As widely anticipated, the Supreme Court agreed earlier Monday to decide the fate of PPACA by hearing appeals of a circuit court decision rendered in Florida in a case brought by 26 states opposing the act. While other circuit courts of upheld the law, the court in Florida found PPACA’s “individual mandate” – the requirement that nearly all Americans buy health insurance – to be unconstitutional, calling the new, broad power granted to government by the health care law “breathtaking in its expansive scope.”
Oral arguments will likely be heard by the Supreme Court in late February or March, with a decision expected by the end of June.
“I’m confident the court will find the law unconstitutional,” Doak said, “and that will be a national course-correction none too soon in coming.”

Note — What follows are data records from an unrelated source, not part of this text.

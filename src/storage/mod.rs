//! All things related to the storage of destinations, bookings and users

use core::fmt;
use std::net::IpAddr;

use async_trait::async_trait;
use chrono::NaiveDate;
use url::Url;
use uuid::Uuid;

use crate::bookings::Booking;
use crate::bookings::BookingStatus;
use crate::destinations::Destination;
use crate::destinations::Faq;
use crate::users::Role;
use crate::users::User;

#[cfg(not(feature = "postgres"))]
use memory::Memory;
#[cfg(feature = "postgres")]
use postgres::Postgres;

#[cfg(not(feature = "postgres"))]
mod memory;
#[cfg(feature = "postgres")]
mod postgres;

/// Setup the storage
#[cfg(not(feature = "postgres"))]
#[allow(clippy::unused_async)]
pub async fn setup() -> Memory {
    Memory::new()
}

/// Setup the storage
#[cfg(feature = "postgres")]
pub async fn setup() -> Postgres {
    Postgres::new().await
}

/// Storage errors
#[derive(Debug)]
pub enum Error {
    /// A connection error with the storage
    Connection(String),
}

impl std::error::Error for Error {}

impl fmt::Display for Error {
    fn fmt(&self, f: &mut fmt::Formatter) -> fmt::Result {
        match self {
            Error::Connection(error) => write!(f, "Connection error: {error}"),
        }
    }
}

/// Result type for all storage interactions
pub type Result<T> = core::result::Result<T, Error>;

/// Values to create a User
pub struct CreateUserValues<'a> {
    /// The initial session ID for the user
    pub session_id: &'a Uuid,

    /// The role of the user
    pub role: Role,

    /// The email address, unique across all users
    pub email: &'a str,

    /// Optional display name
    pub full_name: Option<&'a str>,

    /// The hashed password
    pub hashed_password: &'a str,
}

/// Values to update the profile part of a user
pub struct UpdateProfileValues<'a> {
    /// New display name
    pub full_name: Option<&'a str>,
}

/// Values to create a Destination
pub struct CreateDestinationValues<'a> {
    /// Display name
    pub name: &'a str,

    /// Town or area
    pub location: &'a str,

    /// Catalog description
    pub description: &'a str,

    /// Catalog card image
    pub image_url: &'a Url,

    /// Free-text duration
    pub duration: &'a str,

    /// The one fixed time slot
    pub time_slot: &'a str,

    /// Catalog highlights
    pub highlights: &'a [String],

    /// Detail view FAQs
    pub faqs: &'a [Faq],
}

/// Values to update a Destination
///
/// Fields left at `None` are not touched
pub struct UpdateDestinationValues<'a> {
    pub name: Option<&'a String>,
    pub location: Option<&'a String>,
    pub description: Option<&'a String>,
    pub image_url: Option<Url>,
    pub duration: Option<&'a String>,
    pub time_slot: Option<&'a String>,
    pub highlights: Option<&'a Vec<String>>,
    pub faqs: Option<&'a Vec<Faq>>,
}

/// Values to create a Booking
///
/// The time slot is snapshotted from the destination here, so the booking
/// keeps it even when the destination later changes or disappears.
pub struct CreateBookingValues<'a> {
    /// The user making the booking
    pub user: &'a User,

    /// The destination being booked
    pub destination: &'a Destination,

    /// The calendar date of the tour
    pub booking_date: NaiveDate,
}

/// Possible audit trail entry types
pub enum AuditEntry<'a> {
    /// User signed up
    SignUp(&'a User),

    /// Destination is created
    CreateDestination(&'a Destination),

    /// Destination is updated
    UpdateDestination(&'a Destination),

    /// Destination is deleted
    DeleteDestination(&'a Destination),

    /// Booking is created
    CreateBooking(&'a Booking),

    /// Booking status is changed
    UpdateBookingStatus(&'a Booking),
}

/// Storage with all supported operations
#[async_trait]
pub trait Storage: Clone + Send + Sync + 'static {
    /// Find any single user
    ///
    /// Respects the soft-delete
    async fn find_any_single_user(&self) -> Result<Option<User>>;

    /// Finds all users
    ///
    /// Respects the soft-delete
    async fn find_all_users(&self) -> Result<Vec<User>>;

    /// Finds a single user by its email address
    ///
    /// Respects the soft-delete
    async fn find_single_user_by_email(&self, email: &str) -> Result<Option<User>>;

    /// Finds a single user by its ID
    ///
    /// Respects the soft-delete
    async fn find_single_user_by_id(&self, id: &Uuid) -> Result<Option<User>>;

    /// Create a single user
    async fn create_user(&self, values: &CreateUserValues) -> Result<User>;

    /// Update the profile fields of a user
    async fn update_profile(&self, user: &User, values: &UpdateProfileValues) -> Result<User>;

    /// Find all destinations, newest first
    async fn find_all_destinations(&self) -> Result<Vec<Destination>>;

    /// Find the destinations for a set of IDs
    ///
    /// Missing IDs are silently absent from the result
    async fn find_destinations_by_ids(&self, ids: &[Uuid]) -> Result<Vec<Destination>>;

    /// Find a single destination by ID
    async fn find_single_destination_by_id(&self, id: &Uuid) -> Result<Option<Destination>>;

    /// Create a destination
    async fn create_destination(&self, values: &CreateDestinationValues) -> Result<Destination>;

    /// Update a single destination
    async fn update_destination(
        &self,
        destination: &Destination,
        values: &UpdateDestinationValues,
    ) -> Result<Destination>;

    /// Delete a destination
    ///
    /// A hard delete: bookings referencing the destination keep their row
    /// and their snapshotted time slot, the reference just stops resolving
    async fn delete_destination(&self, destination: &Destination) -> Result<()>;

    /// Find all bookings of all users, newest first
    async fn find_all_bookings(&self) -> Result<Vec<Booking>>;

    /// Find the bookings of one user, ordered by booking date ascending
    async fn find_bookings_by_user(&self, user_id: &Uuid) -> Result<Vec<Booking>>;

    /// Find a single booking by ID
    async fn find_single_booking_by_id(&self, id: &Uuid) -> Result<Option<Booking>>;

    /// Create a booking in `pending` status
    async fn create_booking(&self, values: &CreateBookingValues) -> Result<Booking>;

    /// Set the status of a booking
    async fn update_booking_status(
        &self,
        booking: &Booking,
        status: BookingStatus,
    ) -> Result<Booking>;

    /// Register a creative/destructive action on the audit trail
    async fn register_audit_trail(
        &self,
        created_by: &User,
        entry: &AuditEntry,
        ip_address: Option<&IpAddr>,
    ) -> Result<()>;
}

Virginia and Oklahoma have filed separate lawsuits, with Oklahoma’s case also focusing on the unconstitutionality of the individual mandate.
“Without the individual mandate in place to fund other government health programs through coerced insurance premiums, the PPACA house of cards collapses,” said Doak on Monday. “Health and Human Services already admitted the health care law’s CLASS program for long-term care insurance was unsustainable without forced participation, and scrapped the entire program.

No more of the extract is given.